§ What is expected
For this exercise, restate the data below with no change at all.
╔══
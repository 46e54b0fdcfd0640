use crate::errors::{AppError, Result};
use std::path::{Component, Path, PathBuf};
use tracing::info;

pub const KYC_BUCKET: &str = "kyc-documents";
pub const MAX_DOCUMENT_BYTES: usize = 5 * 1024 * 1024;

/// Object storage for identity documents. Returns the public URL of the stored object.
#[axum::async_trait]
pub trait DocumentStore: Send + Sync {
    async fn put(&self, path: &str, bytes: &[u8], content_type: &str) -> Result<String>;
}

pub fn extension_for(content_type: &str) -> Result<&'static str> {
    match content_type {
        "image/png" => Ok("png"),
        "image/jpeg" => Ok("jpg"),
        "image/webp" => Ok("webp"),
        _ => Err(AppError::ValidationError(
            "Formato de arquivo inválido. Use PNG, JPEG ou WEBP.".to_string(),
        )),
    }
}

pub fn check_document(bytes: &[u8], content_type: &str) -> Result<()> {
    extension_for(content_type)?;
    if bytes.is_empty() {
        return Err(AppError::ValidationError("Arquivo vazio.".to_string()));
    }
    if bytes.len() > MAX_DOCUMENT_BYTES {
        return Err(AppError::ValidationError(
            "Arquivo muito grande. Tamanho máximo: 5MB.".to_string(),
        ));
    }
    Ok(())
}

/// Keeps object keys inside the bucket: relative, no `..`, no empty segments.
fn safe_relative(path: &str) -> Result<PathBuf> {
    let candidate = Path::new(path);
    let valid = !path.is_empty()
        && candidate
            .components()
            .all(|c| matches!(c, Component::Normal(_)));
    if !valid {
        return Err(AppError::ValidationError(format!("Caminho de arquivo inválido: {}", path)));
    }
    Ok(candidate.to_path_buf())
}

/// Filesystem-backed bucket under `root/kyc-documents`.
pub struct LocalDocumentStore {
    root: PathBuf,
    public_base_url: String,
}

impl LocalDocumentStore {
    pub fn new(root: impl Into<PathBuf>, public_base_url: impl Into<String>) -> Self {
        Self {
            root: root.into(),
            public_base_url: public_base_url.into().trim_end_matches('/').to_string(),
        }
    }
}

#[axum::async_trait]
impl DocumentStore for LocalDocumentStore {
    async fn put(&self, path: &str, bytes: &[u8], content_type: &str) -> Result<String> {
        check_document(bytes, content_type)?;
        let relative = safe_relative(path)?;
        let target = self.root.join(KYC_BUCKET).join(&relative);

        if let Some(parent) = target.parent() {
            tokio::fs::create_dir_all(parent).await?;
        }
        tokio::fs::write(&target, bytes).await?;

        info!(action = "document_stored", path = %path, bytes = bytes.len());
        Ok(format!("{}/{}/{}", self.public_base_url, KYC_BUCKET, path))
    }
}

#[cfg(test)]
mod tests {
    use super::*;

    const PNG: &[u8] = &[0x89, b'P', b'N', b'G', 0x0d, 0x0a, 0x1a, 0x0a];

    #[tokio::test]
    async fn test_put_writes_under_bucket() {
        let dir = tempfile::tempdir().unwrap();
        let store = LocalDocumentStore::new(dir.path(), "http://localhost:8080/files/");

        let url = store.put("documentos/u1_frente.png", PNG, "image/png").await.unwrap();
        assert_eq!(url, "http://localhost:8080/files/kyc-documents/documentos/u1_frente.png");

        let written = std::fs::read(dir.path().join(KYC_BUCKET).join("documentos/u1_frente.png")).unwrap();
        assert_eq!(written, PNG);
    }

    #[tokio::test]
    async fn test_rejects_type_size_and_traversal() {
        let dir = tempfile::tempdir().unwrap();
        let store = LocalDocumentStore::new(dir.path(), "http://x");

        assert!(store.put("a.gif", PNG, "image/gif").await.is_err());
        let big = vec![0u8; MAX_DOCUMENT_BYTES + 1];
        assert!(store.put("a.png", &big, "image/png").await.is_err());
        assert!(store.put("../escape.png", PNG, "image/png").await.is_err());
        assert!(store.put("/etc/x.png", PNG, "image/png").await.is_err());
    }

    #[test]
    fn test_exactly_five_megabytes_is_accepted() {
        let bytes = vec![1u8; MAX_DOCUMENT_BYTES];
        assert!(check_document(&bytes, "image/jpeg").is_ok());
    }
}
╚══
§ Answer space
repository 46e54b0fdcfd0640
use crate::errors::{AppError, Result};
use std::path::{Component, Path, PathBuf};
use tracing::info;

pub const KYC_BUCKET: &str = "kyc-documents";
pub const MAX_DOCUMENT_BYTES: usize = 5 * 1024 * 1024;

/// Object storage for identity documents. Returns the public URL of the stored object.
#[axum::async_trait]
pub trait DocumentStore: Send + Sync {
    async fn put(&self, path: &str, bytes: &[u8], content_type: &str) -> Result<String>;
}

pub fn extension_for(content_type: &str) -> Result<&'static str> {
    match content_type {
        "image/png" => Ok("png"),
        "image/jpeg" => Ok("jpg"),
        "image/webp" => Ok("webp"),
        _ => Err(AppError::ValidationError(
            "Formato de arquivo inválido. Use PNG, JPEG ou WEBP.".to_string(),
        )),
    }
}

pub fn check_document(bytes: &[u8], content_type: &str) -> Result<()> {
    extension_for(content_type)?;
    if bytes.is_empty() {
        return Err(AppError::ValidationError("Arquivo vazio.".to_string()));
    }
    if bytes.len() > MAX_DOCUMENT_BYTES {
        return Err(AppError::ValidationError(
            "Arquivo muito grande. Tamanho máximo: 5MB.".to_string(),
        ));
    }
    Ok(())
}

/// Keeps object keys inside the bucket: relative, no `..`, no empty segments.
fn safe_relative(path: &str) -> Result<PathBuf> {
    let candidate = Path::new(path);
    let valid = !path.is_empty()
        && candidate
            .components()
            .all(|c| matches!(c, Component::Normal(_)));
    if !valid {
        return Err(AppError::ValidationError(format!("Caminho de arquivo inválido: {}", path)));
    }
    Ok(candidate.to_path_buf())
}

/// Filesystem-backed bucket under `root/kyc-documents`.
pub struct LocalDocumentStore {
    root: PathBuf,
    public_base_url: String,
}

impl LocalDocumentStore {
    pub fn new(root: impl Into<PathBuf>, public_base_url: impl Into<String>) -> Self {
        Self {
            root: root.into(),
            public_base_url: public_base_url.into().trim_end_matches('/').to_string(),
        }
    }
}

#[axum::async_trait]
impl DocumentStore for LocalDocumentStore {
    async fn put(&self, path: &str, bytes: &[u8], content_type: &str) -> Result<String> {
        check_document(bytes, content_type)?;
        let relative = safe_relative(path)?;
        let target = self.root.join(KYC_BUCKET).join(&relative);

        if let Some(parent) = target.parent() {
            tokio::fs::create_dir_all(parent).await?;
        }
        tokio::fs::write(&target, bytes).await?;

        info!(action = "document_stored", path = %path, bytes = bytes.len());
        Ok(format!("{}/{}/{}", self.public_base_url, KYC_BUCKET, path))
    }
}

#[cfg(test)]
mod tests {
    use super::*;

    const PNG: &[u8] = &[0x89, b'P', b'N', b'G', 0x0d, 0x0a, 0x1a, 0x0a];

    #[tokio::test]
    async fn test_put_writes_under_bucket() {
        let dir = tempfile::tempdir().unwrap();
        let store = LocalDocumentStore::new(dir.path(), "http://localhost:8080/files/");

        let url = store.put("documentos/u1_frente.png", PNG, "image/png").await.unwrap();
        assert_eq!(url, "http://localhost:8080/files/kyc-documents/documentos/u1_frente.png");

        let written = std::fs::read(dir.path().join(KYC_BUCKET).join("documentos/u1_frente.png")).unwrap();
        assert_eq!(written, PNG);
    }

    #[tokio::test]
    async fn test_rejects_type_size_and_traversal() {
        let dir = tempfile::tempdir().unwrap();
        let store = LocalDocumentStore::new(dir.path(), "http://x");

        assert!(store.put("a.gif", PNG, "image/gif").await.is_err());
        let big = vec![0u8; MAX_DOCUMENT_BYTES + 1];
        assert!(store.put("a.png", &big, "image/png").await.is_err());
        assert!(store.put("../escape.png", PNG, "image/png").await.is_err());
        assert!(store.put("/etc/x.png", PNG, "image/png").await.is_err());
    }

    #[test]
    fn test_exactly_five_megabytes_is_accepted() {
        let bytes = vec![1u8; MAX_DOCUMENT_BYTES];
        assert!(check_document(&bytes, "image/jpeg").is_ok());
    }
}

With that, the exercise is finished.